Eastern European Challenge - 4/12 Ukraine ****
It is hard to mix menace and humour, but, then again it is hard to be a hack writer in Kiev, who is "unlucky with his muses" and whose only friend is a penguin.
Misha had appeared chez Viktor a year before, when the zoo was giving hungry animals away to anyone able to feed them. Viktor had gone along and returned with a king penguin. Abandoned by his girlfriend the week before, he had been feeling lonely. But Misha had brought his own kind of loneliness and the result was now two complementary lonelinesses, creating an impression more of interdependence than of amity.
Viktor is trapped in a rut between journalism and meagre scraps of prose. He writes short stories which he tries to sell to newspapers, but even Capital News declines his efforts.

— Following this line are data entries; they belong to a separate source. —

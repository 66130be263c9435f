//! Best-effort reading of the verdicts a synthesis reply asks for.
//!
//! Nothing here is authoritative: the reply is free text and any part of it may
//! be missing or phrased differently. Unreadable parts come back as `None`.

use regex::Regex;
use serde::{Deserialize, Serialize};
use std::str::FromStr;
use std::sync::LazyLock;

#[derive(Debug, Clone, Copy, PartialEq, Eq, Hash, derive_more::Display, Serialize, Deserialize)]
pub enum Action {
    Buy,
    Sell,
    Hold,
}

impl FromStr for Action {
    type Err = String;

    fn from_str(s: &str) -> Result<Self, Self::Err> {
        match s.trim().to_ascii_lowercase().as_str() {
            "buy" => Ok(Self::Buy),
            "sell" => Ok(Self::Sell),
            "hold" => Ok(Self::Hold),
            other => Err(format!("not an action: {other}")),
        }
    }
}

/// `Video 2 - Hold`, `**Video #2:** Hold`, `Video number 2 – hold`,
/// `Video 2 (id abcDEF12345) - Hold`.
static ITEM_VERDICT_RE: LazyLock<Regex> = LazyLock::new(|| {
    Regex::new(r"(?i)\bvideo\s*(?:number\s*|no\.?\s*)?#?\s*(\d+)\b(?:\s*\([^)\n]*\))?[^A-Za-z0-9\n]*(?:-|–|—|:|=)?[^A-Za-z0-9\n]*\b(buy|sell|hold)\b")
        .expect("item verdict regex")
});

static ACTION_RE: LazyLock<Regex> =
    LazyLock::new(|| Regex::new(r"(?i)\b(buy|sell|hold)\b").expect("action regex"));

/// Per-item verdicts keyed by the ordinal used in the reply. The first mention
/// of an ordinal wins.
pub fn parse_item_verdicts(text: &str) -> Vec<(usize, Action)> {
    let mut verdicts: Vec<(usize, Action)> = Vec::new();

    for captures in ITEM_VERDICT_RE.captures_iter(text) {
        let Ok(ordinal) = captures[1].parse::<usize>() else {
            continue;
        };
        let Ok(action) = captures[2].parse::<Action>() else {
            continue;
        };
        if !verdicts.iter().any(|(seen, _)| *seen == ordinal) {
            verdicts.push((ordinal, action));
        }
    }

    verdicts
}

/// The aggregate one-word recommendation: the last line that names exactly one
/// action and is not a per-item verdict.
pub fn parse_recommendation(text: &str) -> Option<Action> {
    text.lines()
        .rev()
        .filter(|line| !ITEM_VERDICT_RE.is_match(line))
        .find_map(|line| {
            let mut found = ACTION_RE
                .find_iter(line)
                .filter_map(|m| m.as_str().parse::<Action>().ok());
            match (found.next(), found.next()) {
                (Some(action), None) => Some(action),
                _ => None,
            }
        })
}

#[cfg(test)]
mod tests {
    use super::*;

    const REPLY: &str = "\
**Summary**
XRP rallied on ETF chatter. Analysts disagree on how long it lasts. Volume stayed high.

**Per video**
Video 1 - Buy
**Video 2:** Hold
Video number 3 – sell

**Suggested move**
Hold
";

    #[test]
    fn reads_each_item_verdict_in_order() {
        assert_eq!(
            parse_item_verdicts(REPLY),
            vec![(1, Action::Buy), (2, Action::Hold), (3, Action::Sell)]
        );
    }

    #[test]
    fn reads_the_aggregate_recommendation() {
        assert_eq!(parse_recommendation(REPLY), Some(Action::Hold));
    }

    #[test]
    fn ambiguous_lines_are_not_a_recommendation() {
        assert_eq!(parse_recommendation("Could be buy or sell, hard to say."), None);
        assert_eq!(parse_recommendation("Video 1 - Buy"), None);
    }

    #[test]
    fn reads_verdicts_that_echo_the_video_id() {
        let text = "Video 1 (id dQw4w9WgXcQ) - Buy\nVideo 2 (id abcDEF12345) - Sell\nHold";
        assert_eq!(
            parse_item_verdicts(text),
            vec![(1, Action::Buy), (2, Action::Sell)]
        );
        assert_eq!(parse_recommendation(text), Some(Action::Hold));
    }

    #[test]
    fn first_mention_of_an_ordinal_wins() {
        let text = "Video 1 - Sell\nLater on, video 1: buy";
        assert_eq!(parse_item_verdicts(text), vec![(1, Action::Sell)]);
    }

    #[test]
    fn degenerate_reply_yields_nothing() {
        assert!(parse_item_verdicts("There were no videos to analyse.").is_empty());
        assert_eq!(parse_recommendation(""), None);
    }

    #[test]
    fn action_parsing_ignores_case() {
        assert_eq!(" BUY ".parse::<Action>(), Ok(Action::Buy));
        assert!("moon".parse::<Action>().is_err());
    }
}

"It might get in on a Friday," says the elderly assistant editor. "You know - for balance. If there's a glut of bad news, readers look for something neutral."
But two days later he is visited at home by the mysterious editor of Capital News. "This is highjly confidential. What we are after is a gifted obituarist, a master of the succenct. Snappy, pithy, way out stuffs the idea."

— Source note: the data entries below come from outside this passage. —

use crate::core::aggregator::InjectFailurePolicy;
use crate::core::filter::SearchFilter;
use crate::core::model::{GenerationConfig, ModelConfig};
use crate::core::session::{ContextPolicy, ContextPolicyKind};
use crate::error::{Error, Result};

pub const DEFAULT_TOPIC: &str = "xrp";
pub const DEFAULT_MAX_ITEMS: usize = 3;
pub const DEFAULT_MODEL: &str = "gpt-4o-mini";

/// Fully resolved settings for one run.
#[derive(Debug, Clone)]
pub struct Settings {
    pub topic: String,
    pub max_items: usize,
    pub filter: SearchFilter,
    pub languages: Vec<String>,
    pub context_policy: ContextPolicy,
    pub inject_failure: InjectFailurePolicy,
}

impl Default for Settings {
    fn default() -> Self {
        Self {
            topic: DEFAULT_TOPIC.to_string(),
            max_items: DEFAULT_MAX_ITEMS,
            filter: SearchFilter::default(),
            languages: vec!["en".to_string()],
            context_policy: ContextPolicy::default(),
            inject_failure: InjectFailurePolicy::default(),
        }
    }
}

impl Settings {
    pub fn validate(self) -> Result<Self> {
        if self.topic.trim().is_empty() {
            return Err(Error::config("topic must not be empty"));
        }
        if self.max_items == 0 {
            return Err(Error::config("max items must be at least 1"));
        }
        if self.languages.is_empty() {
            return Err(Error::config("at least one transcript language is required"));
        }
        Ok(self)
    }
}

/// Splits a comma-separated language list, dropping blanks.
pub fn parse_languages(raw: &str) -> Vec<String> {
    raw.split(',')
        .map(str::trim)
        .filter(|lang| !lang.is_empty())
        .map(str::to_string)
        .collect()
}

pub fn context_policy(kind: ContextPolicyKind, limit: Option<usize>) -> Result<ContextPolicy> {
    match (kind, limit) {
        (ContextPolicyKind::Unbounded, _) => Ok(ContextPolicy::Unbounded),
        (ContextPolicyKind::SlidingWindow, Some(turns)) if turns > 0 => {
            Ok(ContextPolicy::SlidingWindow { turns })
        }
        (ContextPolicyKind::CharBudget, Some(chars)) if chars > 0 => {
            Ok(ContextPolicy::CharBudget { chars })
        }
        (kind, _) => Err(Error::config(format!(
            "context policy {kind:?} needs a positive --context-limit"
        ))),
    }
}

pub fn validate_generation(generation: &GenerationConfig) -> Result<()> {
    if !(0.0..=2.0).contains(&generation.temperature) {
        return Err(Error::config("temperature must be between 0 and 2"));
    }
    if !(0.0..=1.0).contains(&generation.top_p) {
        return Err(Error::config("top-p must be between 0 and 1"));
    }
    if generation.top_k == Some(0) {
        return Err(Error::config("top-k must be positive"));
    }
    if generation.max_output_tokens == 0 {
        return Err(Error::config("max output tokens must be positive"));
    }
    Ok(())
}

pub fn model_config(
    model: String,
    api_key: Option<String>,
    api_base: Option<String>,
    generation: GenerationConfig,
) -> Result<ModelConfig> {
    let api_key = api_key
        .filter(|key| !key.trim().is_empty())
        .ok_or_else(|| Error::config("OPENAI_API_KEY is not set"))?;
    validate_generation(&generation)?;

    Ok(ModelConfig {
        model,
        api_key,
        api_base: api_base.filter(|base| !base.trim().is_empty()),
        generation,
    })
}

He is to write, anonymously, "obelisks" for the not yet dead. The trouble is, once he has written about them, highlighting certain prescribed incidents and qualities, they don't stay undead for very long.
The first hint of trouble comes with a visit from Misha (helpfully referred to as Misha-non-penguin), who orders an obituary and is prepared to pay "at least double what the priciest whore charges." Viktor is sucked into a world of gangsters, where life is cheap - and black and white Misha is hired to attend funerals as the ultimate status symbol mourner.
Kurkov talks of writing about life in a country which is younger than most of inhabitants, and the tensions and absurdities of nascent Ukraine lend themselves to the surreal, delivered with ample humour that shrouds something much darker.